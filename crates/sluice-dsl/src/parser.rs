use crate::ast::{Call, Literal, Program};
use crate::error::ParseError;
use crate::lexer::{Lexer, Token, TokenWithPos};

/// Deepest allowed nesting of blocks and literals combined.
pub const MAX_NESTING: usize = 128;

// ── Parser ────────────────────────────────────────────────────────────────

pub struct Parser {
    tokens: Vec<TokenWithPos>,
    pos: usize,
}

impl Parser {
    pub fn new(tokens: Vec<TokenWithPos>) -> Self {
        Self { tokens, pos: 0 }
    }

    fn current_pos(&self) -> (usize, usize) {
        self.tokens
            .get(self.pos)
            .map(|t| (t.line, t.col))
            .or_else(|| self.tokens.last().map(|t| (t.line, t.col)))
            .unwrap_or((1, 1))
    }

    fn peek(&self) -> &Token {
        self.tokens.get(self.pos).map(|t| &t.token).unwrap_or(&Token::Eof)
    }

    fn peek_line(&self) -> usize {
        self.current_pos().0
    }

    /// Line of the last consumed token.
    fn prev_line(&self) -> usize {
        self.pos
            .checked_sub(1)
            .and_then(|i| self.tokens.get(i))
            .map_or(1, |t| t.line)
    }

    fn advance(&mut self) -> Token {
        let tok = self.tokens.get(self.pos)
            .map(|t| t.token.clone())
            .unwrap_or(Token::Eof);
        if self.pos < self.tokens.len() {
            self.pos += 1;
        }
        tok
    }

    fn err(&self, msg: impl Into<String>) -> ParseError {
        let (line, col) = self.current_pos();
        ParseError::new(msg, line, col)
    }

    fn enter(&self, depth: usize) -> Result<usize, ParseError> {
        if depth >= MAX_NESTING {
            Err(self.err(format!("nesting deeper than {} levels", MAX_NESTING)))
        } else {
            Ok(depth + 1)
        }
    }

    // ── Program ───────────────────────────────────────────────────────────

    pub fn parse_program(&mut self) -> Result<Program, ParseError> {
        let calls = self.parse_calls(&Token::Eof, 0)?;
        Ok(Program { calls })
    }

    /// Parse calls until `end` (consumed unless it is `Eof`).
    fn parse_calls(&mut self, end: &Token, depth: usize) -> Result<Vec<Call>, ParseError> {
        let mut calls = Vec::new();
        loop {
            match self.peek() {
                Token::Semicolon => { self.advance(); }
                tok if tok == end => {
                    if *end != Token::Eof {
                        self.advance();
                    }
                    break;
                }
                Token::Eof => return Err(self.err("unclosed '{' block")),
                Token::Ident(_) => calls.push(self.parse_call(depth)?),
                tok => {
                    return Err(self.err(format!("expected a call, got {:?}", tok)));
                }
            }
        }
        Ok(calls)
    }

    // ── Call ──────────────────────────────────────────────────────────────

    /// Parse `name`, `name(args)` or `name args`, each optionally followed
    /// by a `{ }` block.
    ///
    /// Bare arguments end at the line break. The first one must stay on the
    /// call's line, and a block opener must stay on the line where the
    /// arguments end:
    ///
    /// ```text
    /// foo "a" { b 1 }     // block of foo
    /// foo "a"
    /// { b 1 }             // error: a block cannot start a statement
    /// ```
    ///
    /// A parenthesised argument list or a bare name is closed explicitly, and
    /// a `{` on the following line still opens its block.
    fn parse_call(&mut self, depth: usize) -> Result<Call, ParseError> {
        let (line, col) = self.current_pos();
        let name = match self.advance() {
            Token::Ident(s) => s,
            tok => return Err(self.err(format!("expected identifier, got {:?}", tok))),
        };

        let mut bare = false;
        let args = if self.peek() == &Token::LParen {
            self.parse_paren_args(depth)?
        } else if self.peek().starts_literal() && self.peek_line() == line {
            bare = true;
            self.parse_bare_args(depth)?
        } else {
            Vec::new()
        };

        // A `{` here is always a block, never a mapping literal.
        let opens_block = self.peek() == &Token::LBrace
            && (!bare || self.peek_line() == self.prev_line());
        let block = if opens_block {
            let inner = self.enter(depth)?;
            self.advance(); // consume `{`
            Some(self.parse_calls(&Token::RBrace, inner)?)
        } else {
            None
        };

        Ok(Call { name, args, block, line, col })
    }

    fn parse_paren_args(&mut self, depth: usize) -> Result<Vec<Literal>, ParseError> {
        self.advance(); // consume `(`
        let mut args = Vec::new();
        loop {
            if self.peek() == &Token::RParen {
                self.advance();
                break;
            }
            args.push(self.parse_literal(depth)?);
            match self.peek() {
                Token::Comma => { self.advance(); }
                Token::RParen => {}
                tok => return Err(self.err(format!("expected ',' or ')' in arguments, got {:?}", tok))),
            }
        }
        Ok(args)
    }

    fn parse_bare_args(&mut self, depth: usize) -> Result<Vec<Literal>, ParseError> {
        let mut args = vec![self.parse_literal(depth)?];
        while self.peek() == &Token::Comma {
            self.advance();
            args.push(self.parse_literal(depth)?);
        }
        Ok(args)
    }

    // ── Literal ───────────────────────────────────────────────────────────

    fn parse_literal(&mut self, depth: usize) -> Result<Literal, ParseError> {
        match self.peek() {
            Token::LBracket => return self.parse_seq(depth),
            Token::LBrace => return self.parse_map(depth),
            _ => {}
        }
        match self.advance() {
            Token::Str(s)     => Ok(Literal::Str(s)),
            Token::Integer(n) => Ok(Literal::Integer(n)),
            Token::Float(n)   => Ok(Literal::Float(n)),
            Token::True       => Ok(Literal::Bool(true)),
            Token::False      => Ok(Literal::Bool(false)),
            Token::Null       => Ok(Literal::Null),
            tok => Err(self.err(format!("expected a value, got {:?}", tok))),
        }
    }

    fn parse_seq(&mut self, depth: usize) -> Result<Literal, ParseError> {
        let inner = self.enter(depth)?;
        self.advance(); // consume `[`
        let mut items = Vec::new();
        loop {
            if self.peek() == &Token::RBracket {
                self.advance();
                break;
            }
            items.push(self.parse_literal(inner)?);
            match self.peek() {
                Token::Comma => { self.advance(); }
                Token::RBracket => {}
                tok => return Err(self.err(format!("expected ',' or ']' in sequence, got {:?}", tok))),
            }
        }
        Ok(Literal::Seq(items))
    }

    /// Parse `{ key: value, ... }`. A repeated key keeps its first position
    /// and takes the last value.
    fn parse_map(&mut self, depth: usize) -> Result<Literal, ParseError> {
        let inner = self.enter(depth)?;
        self.advance(); // consume `{`
        let mut entries: Vec<(String, Literal)> = Vec::new();
        loop {
            let key = match self.advance() {
                Token::RBrace => break,
                Token::Ident(s) | Token::Str(s) => s,
                tok => return Err(self.err(format!("expected a mapping key, got {:?}", tok))),
            };
            match self.advance() {
                Token::Colon => {}
                tok => return Err(self.err(format!("expected ':' after key {:?}, got {:?}", key, tok))),
            }
            let value = self.parse_literal(inner)?;
            match entries.iter_mut().find(|(k, _)| *k == key) {
                Some(slot) => slot.1 = value,
                None => entries.push((key, value)),
            }
            match self.peek() {
                Token::Comma => { self.advance(); }
                Token::RBrace => {}
                tok => return Err(self.err(format!("expected ',' or '}}' in mapping, got {:?}", tok))),
            }
        }
        Ok(Literal::Map(entries))
    }
}

// ── Public parse entry point ──────────────────────────────────────────────

/// Parse sluice DSL source into a [`Program`].
pub fn parse_str(src: &str) -> Result<Program, ParseError> {
    let tokens = Lexer::new(src).tokenize()?;
    Parser::new(tokens).parse_program()
}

# The task
Determine how many lines of the entries hold "Lexer", and reply with that number only.

# Answer area
2